Вторым другом стал Оуэн Барфилд. В определенном смысле Артур и Барфилд — квинтэссенция Первого и Второго Друга. Первый друг — это аlter еgо, человек, который впервые избавляет тебя от одиночества в мире, когда выясняется, что он (кто смел на это надеяться?) совпадает с тобой во всех самых тайных и личных ощущениях. Ничто не разделяет вас, вы легко сливаетесь воедино, словно две капли дождя на оконном стекле. Второй друг — совсем иное дело, он спорит с тобой во всем, он не «второе я», а полная противоположность. Разумеется, у вас есть общие интересы, иначе вы бы не сошлись, но он ко всему подходит иначе, он читал те же книги, но «не так». Он как будто говорит на том же языке — но с каким ужасным акцентом! Он так близок к тому, что кажется тебе правильным, и тем не менее он всегда, неизменно неправ. Он привлекателен как женщина и так же раздражает. Ты берешься исправлять его заблуждения, а он, оказывается, собирается исправлять твои! И вот, вы спорите — без устали, днем и ночью, сидя дома или кружа по красивому пригороду, вовсе не замечая пейзажа, чувствуя лишь мощь бьющих наотмашь доводов и порой ощущая себя не друзьями, но полными взаимного уважения противниками. Постепенно (хотя этого не ждешь) вам удается повлиять друг на друга и из непрерывного спора вырастает общность взглядов, глубокая привязанность. Мне кажется, он изменил меня намного сильнее, чем я его. Многие мысли, которые он потом изложил в «Поэтической речи», я воспринял до того, как вышла из печати эта небольшая, но очень важная книга. Ничего удивительного; разумеется, в те годы он еще не обладал теми знаниями, которые приобрел позже, но талант его уже пробудился.

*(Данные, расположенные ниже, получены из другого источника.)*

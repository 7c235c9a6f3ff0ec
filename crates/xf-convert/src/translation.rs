use std::collections::BTreeMap;

use xf_core::{LanguageText, TextEntry, Translation};
use xf_parser::XmlElementNode;

use crate::record::{coerce_booleans, normalize_element};

/// Builds the ordered language catalogue from the `head/model/itext` block.
/// A form without a catalogue yields an empty list, not an error. When no
/// translation is flagged default, the first declared one is forced default.
pub fn parse_translations(root: &XmlElementNode) -> Vec<Translation> {
    let Some(itext) = root
        .child("head")
        .and_then(|head| head.child("model"))
        .and_then(|model| model.child("itext"))
    else {
        return Vec::new();
    };

    let mut translations = Vec::new();
    for node in itext.children_named("translation") {
        let mut record = normalize_element(node);
        coerce_booleans(&mut record);

        translations.push(Translation {
            lang: record.text("lang").unwrap_or_default().to_string(),
            is_default: record.flag("default"),
            text: node.children_named("text").map(parse_text_entry).collect(),
        });
    }

    if !translations.is_empty() && !translations.iter().any(|entry| entry.is_default) {
        translations[0].is_default = true;
    }

    translations
}

fn parse_text_entry(node: &XmlElementNode) -> TextEntry {
    let mut value = BTreeMap::new();
    for variant in node.children_named("value") {
        let form = variant.attr("form").unwrap_or("long").to_string();
        value.insert(form, variant.text());
    }

    // some dialects inline the text directly on <text>; wrap it as the
    // long form so every entry shares one shape
    if value.is_empty() {
        let inline = node.text();
        if !inline.is_empty() {
            value.insert("long".to_string(), inline);
        }
    }

    TextEntry {
        id: node.attr("id").unwrap_or_default().to_string(),
        value,
    }
}

/// Exact-language match when `lang` is given, otherwise the default-flagged
/// entry. Absence is not an error; callers treat a missing language as
/// optional.
pub fn select_language<'a>(
    translations: &'a [Translation],
    lang: Option<&str>,
) -> Option<&'a Translation> {
    match lang {
        Some(lang) => translations.iter().find(|entry| entry.lang == lang),
        None => translations.iter().find(|entry| entry.is_default),
    }
}

/// The default language's entry for `text_id`, merged with its language code.
pub fn resolve_default_text(translations: &[Translation], text_id: &str) -> Option<LanguageText> {
    let language = select_language(translations, None)?;
    let entry = language.text.iter().find(|entry| entry.id == text_id)?;
    Some(LanguageText {
        lang: language.lang.clone(),
        value: entry.value.clone(),
    })
}

/// Every language's entry for `text_id` in declaration order, skipping
/// languages that lack the id.
pub fn resolve_all_languages(translations: &[Translation], text_id: &str) -> Vec<LanguageText> {
    translations
        .iter()
        .filter_map(|translation| {
            translation
                .text
                .iter()
                .find(|entry| entry.id == text_id)
                .map(|entry| LanguageText {
                    lang: translation.lang.clone(),
                    value: entry.value.clone(),
                })
        })
        .collect()
}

Близким другом Барфилда, а затем и моим был Харвуд, который позднее сделался столпом Майкл Холла, школы последователей Штейнера в Кидбруке. Он отличался от нас обоих, ибо не ведал потрясений. Хотя он был беден, как и большинство из нас, и не имел никаких «перспектив», он выглядел «джентльменом со средствами» из девятнадцатого века. Однажды, в конце прогулки, затянувшейся до промозглой темноты, мы обнаружили совершенную кем — то из нас (может быть, им самим) ужасную ошибку и, посмотрев на карту, поняли, что нам остается еще пять миль до Мадхема (если мы туда до — беремся), где, если повезет, придет остановиться в гостинице. Харвуд и тут сохранял совершенно невозмутимое выражение лица. Не знаю, приказывали ли ему когда — нибудь «убрать» это выражение; не знаю — но не думаю. Его невозмутимость не была маской, не была и тупостью. Позже он прошел испытание и скорбью, и тревогами. Он оставался единственным Горацием в нашем гамлетовском веке — человеком, который не склоняется перед судьбой.

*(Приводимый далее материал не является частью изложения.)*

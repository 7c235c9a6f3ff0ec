use std::collections::btree_map::Entry;
use std::collections::BTreeMap;

use xf_core::InstanceNode;
use xf_parser::XmlElementNode;

/// First element child of the first `head/model/instance` block: the root of
/// the primary data schema. Secondary instances are never consulted.
pub fn primary_instance(root: &XmlElementNode) -> Option<&XmlElementNode> {
    root.child("head")?
        .child("model")?
        .child("instance")?
        .elements()
        .next()
}

/// Converts an instance subtree into the data-value tree. Leaf elements keep
/// their trimmed text; repeated same-tag children collapse into a list under
/// their shared key.
pub fn instance_tree(element: &XmlElementNode) -> InstanceNode {
    let mut children: BTreeMap<String, InstanceNode> = BTreeMap::new();
    let mut has_elements = false;

    for child in element.elements() {
        has_elements = true;
        let value = instance_tree(child);
        match children.entry(child.name.clone()) {
            Entry::Vacant(slot) => {
                slot.insert(value);
            }
            Entry::Occupied(mut slot) => match slot.get_mut() {
                InstanceNode::List(list) => list.push(value),
                existing => {
                    let first = existing.clone();
                    *existing = InstanceNode::List(vec![first, value]);
                }
            },
        }
    }

    if has_elements {
        InstanceNode::Children(children)
    } else {
        InstanceNode::Text(element.text().trim().to_string())
    }
}

/// The primary instance wrapped under its own name, the shape default-value
/// lookups walk: the first reference segment is the instance name itself.
pub fn instance_container(root: &XmlElementNode) -> InstanceNode {
    match primary_instance(root) {
        Some(node) => InstanceNode::Children(BTreeMap::from([(
            node.name.clone(),
            instance_tree(node),
        )])),
        None => InstanceNode::empty(),
    }
}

Должен сказать еще одну вещь об этих и прочих моих друзьях по Оксфорду. Все это были хорошие люди с точки зрения честного язычника (и тем более по сравнению с моим, достаточно низким стандартом). Иными словами, все они, как и мой друг Джонсон, жили с убеждением, что честность, гражданский долг, целомудрие и трезвость необходимы — «обязательны для всех соискателей», как говорят экзаменаторы. Я признавал их принципы и вроде бы (тут я не все помню) старался им следовать.

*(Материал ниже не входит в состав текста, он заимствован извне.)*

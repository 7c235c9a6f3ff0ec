use std::fmt::Display;

use xf_core::XFormError;

fn map_error(code: &'static str, error: impl Display) -> XFormError {
    XFormError::new(code, error.to_string())
}

pub(crate) fn emit_error(error: XFormError) -> i32 {
    eprintln!("error {}: {}", error.code, error.message);
    1
}

pub(crate) fn map_cli_form_read(error: std::io::Error) -> XFormError {
    map_error("CLI_FORM_READ", error)
}

pub(crate) fn map_cli_output_write(error: std::io::Error) -> XFormError {
    map_error("CLI_OUTPUT_WRITE", error)
}

pub(crate) fn map_cli_forms_scan(error: walkdir::Error) -> XFormError {
    map_error("CLI_FORMS_SCAN", error)
}

pub(crate) fn map_cli_out_dir(error: std::io::Error) -> XFormError {
    map_error("CLI_OUT_DIR", error)
}
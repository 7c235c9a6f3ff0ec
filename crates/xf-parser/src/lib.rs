mod xml;

pub use xml::*;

Первые два года в Оксфорде, помимо экзамена на степень бакалавра и подготовки к следующему испытанию, я был занят в основном тем, что можно назвать «новым взглядом». Я избавлялся от пессимизма и жалости к себе, от заигрывания со сверхъестественным, от романтических иллюзий. Одним словом, подобно героине «Нортингэрнского аббатства», я решился «судить обо всем и действовать исходя из здравого смысла». Здравый смысл стал для меня отказом или скорее паническим бегством от всякой романтики, наполнявшей прежде мою жизнь. На то было несколько причин.